There are alternative ways to treat human intention and be able to make a long- term prediction. One of such solutions is a phenomenological approach, which treats human intention not objectively measurable but a fundamentally different way to characterize human intention and offer alternatives to make a long-term intention prediction, which has not been possible with existing approaches. In this tutorial we will give a detailed explanation of phenomenology of human intention and Gibson’s ecological approach to visual perception and use real forensic cases, for example, a recent phenomenological investigation on the 2017 Stockholm truck attack, to demonstrate how these theories change the way of predicting human intention.

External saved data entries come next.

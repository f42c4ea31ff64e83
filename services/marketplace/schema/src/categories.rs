use sea_orm::entity::prelude::*;

#[derive(Clone, Debug, PartialEq, Eq, DeriveEntityModel)]
#[sea_orm(table_name = "categories")]
pub struct Model {
    #[sea_orm(primary_key, auto_increment = false)]
    pub id: Uuid,
    #[sea_orm(unique)]
    pub name: String,
    pub description: Option<String>,
    pub created_at: chrono::DateTime<chrono::Utc>,
    pub updated_at: chrono::DateTime<chrono::Utc>,
}

#[derive(Copy, Clone, Debug, EnumIter, DeriveRelation)]
pub enum Relation {
    #[sea_orm(has_many = "super::courses::Entity")]
    Courses,
}

impl Related<super::courses::Entity> for Entity {
    fn to() -> RelationDef {
        Relation::Courses.def()
    }
}

impl ActiveModelBehavior for ActiveModel {}
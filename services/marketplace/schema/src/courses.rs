use sea_orm::entity::prelude::*;

/// Course listing. `average_rating` and `number_of_reviews` are maintained
/// together with every review write.
#[derive(Clone, Debug, PartialEq, DeriveEntityModel)]
#[sea_orm(table_name = "courses")]
pub struct Model {
    #[sea_orm(primary_key, auto_increment = false)]
    pub id: Uuid,
    pub title: String,
    pub description: Option<String>,
    #[sea_orm(column_type = "Decimal(Some((10, 2)))")]
    pub price: Decimal,
    pub is_paid: bool,
    pub image: String,
    pub average_rating: f64,
    pub number_of_reviews: i32,
    pub category_id: Uuid,
    pub instructor_id: Uuid,
    pub created_at: chrono::DateTime<chrono::Utc>,
    pub updated_at: chrono::DateTime<chrono::Utc>,
}

#[derive(Copy, Clone, Debug, EnumIter, DeriveRelation)]
pub enum Relation {
    #[sea_orm(
        belongs_to = "super::categories::Entity",
        from = "Column::CategoryId",
        to = "super::categories::Column::Id",
        on_delete = "Restrict"
    )]
    Category,
    #[sea_orm(
        belongs_to = "super::users::Entity",
        from = "Column::InstructorId",
        to = "super::users::Column::Id",
        on_delete = "Cascade"
    )]
    Instructor,
    #[sea_orm(has_many = "super::sections::Entity")]
    Sections,
    #[sea_orm(has_many = "super::orders::Entity")]
    Orders,
    #[sea_orm(has_many = "super::reviews::Entity")]
    Reviews,
}

impl Related<super::categories::Entity> for Entity {
    fn to() -> RelationDef {
        Relation::Category.def()
    }
}

impl Related<super::users::Entity> for Entity {
    fn to() -> RelationDef {
        Relation::Instructor.def()
    }
}

impl Related<super::sections::Entity> for Entity {
    fn to() -> RelationDef {
        Relation::Sections.def()
    }
}

impl Related<super::orders::Entity> for Entity {
    fn to() -> RelationDef {
        Relation::Orders.def()
    }
}

impl Related<super::reviews::Entity> for Entity {
    fn to() -> RelationDef {
        Relation::Reviews.def()
    }
}

impl ActiveModelBehavior for ActiveModel {}
use uuid::Uuid;

use learnhub_domain::pagination::PageRequest;
use learnhub_domain::user::UserRole;

use crate::domain::repository::{MediaStoragePort, UserRepository};
use crate::domain::types::{IMAGE_FOLDER, ResourceType, StagedFile, User, UserPatch};
use crate::error::MarketplaceError;
use crate::usecase::auth::{hash_password, verify_password};
use crate::usecase::{optional, required};

// ── ListUsers ────────────────────────────────────────────────────────────────

pub struct ListUsersUseCase<R: UserRepository> {
    pub repo: R,
}

impl<R: UserRepository> ListUsersUseCase<R> {
    pub async fn execute(&self, page: PageRequest) -> Result<Vec<User>, MarketplaceError> {
        self.repo.list(page.clamped()).await
    }
}

// ── GetUser ──────────────────────────────────────────────────────────────────

pub struct GetUserUseCase<R: UserRepository> {
    pub repo: R,
}

impl<R: UserRepository> GetUserUseCase<R> {
    pub async fn execute(&self, user_id: Uuid) -> Result<User, MarketplaceError> {
        self.repo
            .find_by_id(user_id)
            .await?
            .ok_or(MarketplaceError::UserNotFound)
    }
}

// ── UpdateProfile ────────────────────────────────────────────────────────────

pub struct UpdateProfileInput {
    pub name: Option<String>,
    pub email: Option<String>,
    pub bio: Option<String>,
    pub profile_picture: Option<StagedFile>,
}

pub struct UpdateProfileUseCase<R: UserRepository, M: MediaStoragePort> {
    pub users: R,
    pub media: M,
}

impl<R: UserRepository, M: MediaStoragePort> UpdateProfileUseCase<R, M> {
    pub async fn execute(
        &self,
        user_id: Uuid,
        input: UpdateProfileInput,
    ) -> Result<User, MarketplaceError> {
        let mut patch = UserPatch {
            name: optional(input.name),
            email: optional(input.email),
            bio: optional(input.bio),
            profile_picture: None,
        };
        if patch.is_empty() && input.profile_picture.is_none() {
            return Err(MarketplaceError::NothingToUpdate);
        }

        if let Some(ref email) = patch.email {
            if let Some(owner) = self.users.find_by_email(email).await? {
                if owner.id != user_id {
                    return Err(MarketplaceError::EmailTaken);
                }
            }
        }

        if let Some(file) = input.profile_picture {
            let url = self
                .media
                .upload(&file, IMAGE_FOLDER, ResourceType::Auto)
                .await?;
            patch.profile_picture = Some(url);
        }

        self.users.update_profile(user_id, &patch).await
    }
}

// ── UpdatePassword ───────────────────────────────────────────────────────────

pub struct UpdatePasswordInput {
    pub old_password: Option<String>,
    pub new_password: Option<String>,
}

pub struct UpdatePasswordUseCase<R: UserRepository> {
    pub users: R,
    pub bcrypt_cost: u32,
}

impl<R: UserRepository> UpdatePasswordUseCase<R> {
    pub async fn execute(
        &self,
        user_id: Uuid,
        input: UpdatePasswordInput,
    ) -> Result<(), MarketplaceError> {
        let old_password = input
            .old_password
            .filter(|p| !p.is_empty())
            .ok_or(MarketplaceError::MissingField("oldPassword"))?;
        let new_password = input
            .new_password
            .filter(|p| !p.is_empty())
            .ok_or(MarketplaceError::MissingField("newPassword"))?;

        let user = self
            .users
            .find_by_id(user_id)
            .await?
            .ok_or(MarketplaceError::UserNotFound)?;

        if !verify_password(old_password, user.password_hash).await? {
            return Err(MarketplaceError::WrongPassword);
        }

        let hash = hash_password(new_password, self.bcrypt_cost).await?;
        self.users.update_password(user_id, &hash).await
    }
}

// ── ChangeRole ───────────────────────────────────────────────────────────────

pub struct ChangeRoleUseCase<R: UserRepository> {
    pub users: R,
}

impl<R: UserRepository> ChangeRoleUseCase<R> {
    pub async fn execute(
        &self,
        user_id: Uuid,
        new_role: Option<String>,
    ) -> Result<User, MarketplaceError> {
        let raw = required(new_role, "newRole")?;
        let role: UserRole = raw
            .parse()
            .map_err(|_| MarketplaceError::InvalidRole(raw.clone()))?;
        let user = self
            .users
            .update_role(user_id, role)
            .await?
            .ok_or(MarketplaceError::UserNotFound)?;
        tracing::info!(user_id = %user.id, role = %role, "changed user role");
        Ok(user)
    }
}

More specifically the topics will be covered are:

  • Human intention prediction through human body and body gestures: the state of the art, new solutions in 2D and in 3D coping with body part occlusions;

  • The requirements and challenges of measuring and predicting human behaviors in the forensic field. State of the art forensic tools of human behavior understanding and intention prediction.

  • Phenomenology of human intention and Gibson’s ecological approach to visual perception of human actions.

  • Egocentric perception and computing of human intention.

  • Visual affordance definition and computing. Examples including sittability and walkability and demonstrate how to use visual affordance to make a
    long-term prediction of human intention.